Mario Cristobal prefers his blur offense with extra beef.
Oregon's first-year coach still wants the Ducks to overwhelm teams with speed and pace of play. But Cristobal also received his "football PhD" in the SEC, which means his offensive lines are going to pack a heavyweight punch.
So can Oregon mesh the uptempo spread attack Chip Kelly made famous with Bunyan-esque size and strength at the line of scrimmage?
"I think the key is to just go ahead and do it," said offensive coordinator Marcus Arroyo of blending the best of both styles. "That's really our deal, that's who we are. We're going to play fast, we're going to play physical, we're going to run the football, and everything is going to come off our play-action.
"Our guys know we go fast. We don't over-complicate it. I think that's the key to tempo football is make it understandable."
The average weight of Oregon's projected starting offensive line — left tackle Penei Sewell (6-6, 360 pounds), left guard Shane Lemieux (6-4, 317), center Jake Hanson (6-5, 297), right guard Dallas Warmack (6-2, 336) and right tackle Calvin Throckmorton (6-5, 318) — is 325.6 pounds.
The average weight of the Ducks' starting offensive line in the 2010 BCS national championship game was 297.0 pounds, and the average weight of the starting unit in the 2014 College Football Playoff title game was 300.8 pounds.
"I just like how there hasn't been any kind of straying away from the power there needs to be on the offensive line if you want to be able to play into January, those type of games," Hanson said. "I really like the philosophy of being able to go really fast but not doing that at the expense of any power."
Sewell is one of five giants from the 2018 recruiting class, which Cristobal was able to salvage after Willie Taggart's untimely exit for Florida State.
The other true freshmen trying to practice their way into the two-deep during fall camp were Dawson Jaramillo (6-5, 332), Justin Johnson (6-7, 382), Steven Jones (6-7, 375) and Chris Randazzo (6-6, 358).
Devin Lewis, a freshman walk-on from New Orleans, is listed at 5-11, 375 pounds.
"Nike is still trying to fit those guys," Cristobal quipped. "We'll find our way to get them in shape."
By 2012, Kelly's final year at Oregon, programs from coast to coast were implementing their own no-huddle, uptempo offenses to mimic the Ducks.
That season Nick Saban wondered aloud: "Is this what we want football to be?"
Two years later, Saban hired Lane Kiffin to be his offensive coordinator, and the Crimson Tide blended his spread attack with the big bodies Cristobal had developed on the offensive line.
Alabama outlasted Clemson 45-40 to win the 2015 national championship.
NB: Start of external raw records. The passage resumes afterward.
use std::collections::BTreeMap;
use std::path::PathBuf;
use std::sync::RwLock;

use mvc_types::Fingerprint;

use crate::error::{StoreError, StoreResult};
use crate::object::{Commit, IndexRecord};
use crate::traits::RepositoryStore;

#[derive(Debug, Default)]
struct State {
    index: IndexRecord,
    commits: BTreeMap<Fingerprint, Commit>,
    head: Option<Fingerprint>,
}

/// In-memory repository store.
///
/// Intended for tests and embedding. `None` state means "not initialized".
/// Data is lost when the store is dropped.
pub struct InMemoryRepositoryStore {
    state: RwLock<Option<State>>,
}

impl InMemoryRepositoryStore {
    /// Create an uninitialized store.
    pub fn new() -> Self {
        Self {
            state: RwLock::new(None),
        }
    }

    /// Create a store that is already initialized.
    pub fn initialized() -> Self {
        Self {
            state: RwLock::new(Some(State::default())),
        }
    }

    /// Number of stored commits (0 when uninitialized).
    pub fn commit_count(&self) -> usize {
        self.state
            .read()
            .expect("lock poisoned")
            .as_ref()
            .map_or(0, |s| s.commits.len())
    }

    fn not_a_repository() -> StoreError {
        StoreError::NotARepository {
            root: PathBuf::from("<memory>"),
        }
    }

    fn with_state<T>(&self, f: impl FnOnce(&State) -> T) -> StoreResult<T> {
        let guard = self.state.read().expect("lock poisoned");
        guard.as_ref().map(f).ok_or_else(Self::not_a_repository)
    }

    fn with_state_mut<T>(&self, f: impl FnOnce(&mut State) -> T) -> StoreResult<T> {
        let mut guard = self.state.write().expect("lock poisoned");
        guard.as_mut().map(f).ok_or_else(Self::not_a_repository)
    }
}

impl Default for InMemoryRepositoryStore {
    fn default() -> Self {
        Self::new()
    }
}

impl RepositoryStore for InMemoryRepositoryStore {
    fn is_initialized(&self) -> bool {
        self.state.read().expect("lock poisoned").is_some()
    }

    fn initialize(&self) -> StoreResult<()> {
        let mut guard = self.state.write().expect("lock poisoned");
        if guard.is_some() {
            return Err(StoreError::AlreadyInitialized {
                root: PathBuf::from("<memory>"),
            });
        }
        *guard = Some(State::default());
        Ok(())
    }

    fn load_index(&self) -> StoreResult<IndexRecord> {
        self.with_state(|s| s.index.clone())
    }

    fn save_index(&self, index: &IndexRecord) -> StoreResult<()> {
        self.with_state_mut(|s| s.index = index.clone())
    }

    fn load_commit(&self, id: &Fingerprint) -> StoreResult<Option<Commit>> {
        self.with_state(|s| s.commits.get(id).cloned())
    }

    fn save_commit(&self, commit: &Commit) -> StoreResult<bool> {
        self.with_state_mut(|s| {
            if s.commits.contains_key(&commit.id()) {
                false
            } else {
                s.commits.insert(commit.id(), commit.clone());
                true
            }
        })
    }

    fn commit_ids(&self) -> StoreResult<Vec<Fingerprint>> {
        self.with_state(|s| s.commits.keys().copied().collect())
    }

    fn read_head(&self) -> StoreResult<Option<Fingerprint>> {
        self.with_state(|s| s.head)
    }

    fn write_head(&self, id: &Fingerprint) -> StoreResult<()> {
        self.with_state_mut(|s| s.head = Some(*id))
    }
}

impl std::fmt::Debug for InMemoryRepositoryStore {
    fn fmt(&self, f: &mut std::fmt::Formatter<'_>) -> std::fmt::Result {
        f.debug_struct("InMemoryRepositoryStore")
            .field("initialized", &self.is_initialized())
            .field("commit_count", &self.commit_count())
            .finish()
    }
}
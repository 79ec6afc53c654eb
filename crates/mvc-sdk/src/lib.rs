//! High-level SDK for mvc.
//!
//! [`Repository`] is the handle every command goes through. It carries the
//! repository root explicitly, so nothing depends on the process working
//! directory once the handle exists.
//!
//! ```no_run
//! use mvc_sdk::Repository;
//!
//! let repo = Repository::init("/tmp/project")?;
//! std::fs::write("/tmp/project/a.txt", "hello")?;
//! repo.add("a.txt")?;
//! let committed = repo.commit("first")?;
//! println!("{}", repo.short_id(&committed.commit.id()));
//! # Ok::<(), Box<dyn std::error::Error>>(())
//! ```

pub mod config;
pub mod error;
pub mod repository;
pub mod worktree;

pub use config::MvcConfig;
pub use error::{SdkError, SdkResult};
pub use repository::{CommitSummary, FileChange, Repository, StatusReport};
pub use worktree::WorkTree;

// Re-export key types
pub use mvc_checkout::{CheckoutReport, ConfirmOverwrite, FileOutcome, PreviewStyle};
pub use mvc_diff::{DiffHunk, DiffOp, LineDiff};
pub use mvc_index::StageOutcome;
pub use mvc_ledger::Commit;
pub use mvc_types::{Fingerprint, RepoPath};
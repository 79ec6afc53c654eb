use thiserror::Error;

/// Errors produced by type operations.
#[derive(Debug, Error, PartialEq, Eq)]
pub enum TypeError {
    #[error("invalid hex string: {0}")]
    InvalidHex(String),

    #[error("invalid byte length: expected {expected}, got {actual}")]
    InvalidLength { expected: usize, actual: usize },

    #[error("invalid path {path:?}: {reason}")]
    InvalidPath { path: String, reason: String },
}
"It's something that we morphed to at the last place I was at," noted Cristobal, who was an assistant at Alabama under Saban from 2013-16 before arriving in Eugene as Taggart's offensive line coach. "We maintained the principles of playing power football at the line of scrimmage while becoming a tempo offense."
In addition to having a stout offensive line entering his first season as Oregon's head coach, Cristobal believes the program is in great shape at tight end.
Cam McCormick (6-5, 253) Jacob Breeland (6-5, 248), Ryan Bay (6-3, 240) and South Florida graduate transfer Kano Dillon (6-5, 256) should all get meaningful playing time with the Ducks planning to use formations with two and sometimes three tight ends.
"Because of what we've seen in camp, I think it's worthy to note that these guys are going to be a big factor in our offense," Cristobal said. "They're good at the line of scrimmage, they're good off the ball and they're good outside, not only as blockers, but as receivers.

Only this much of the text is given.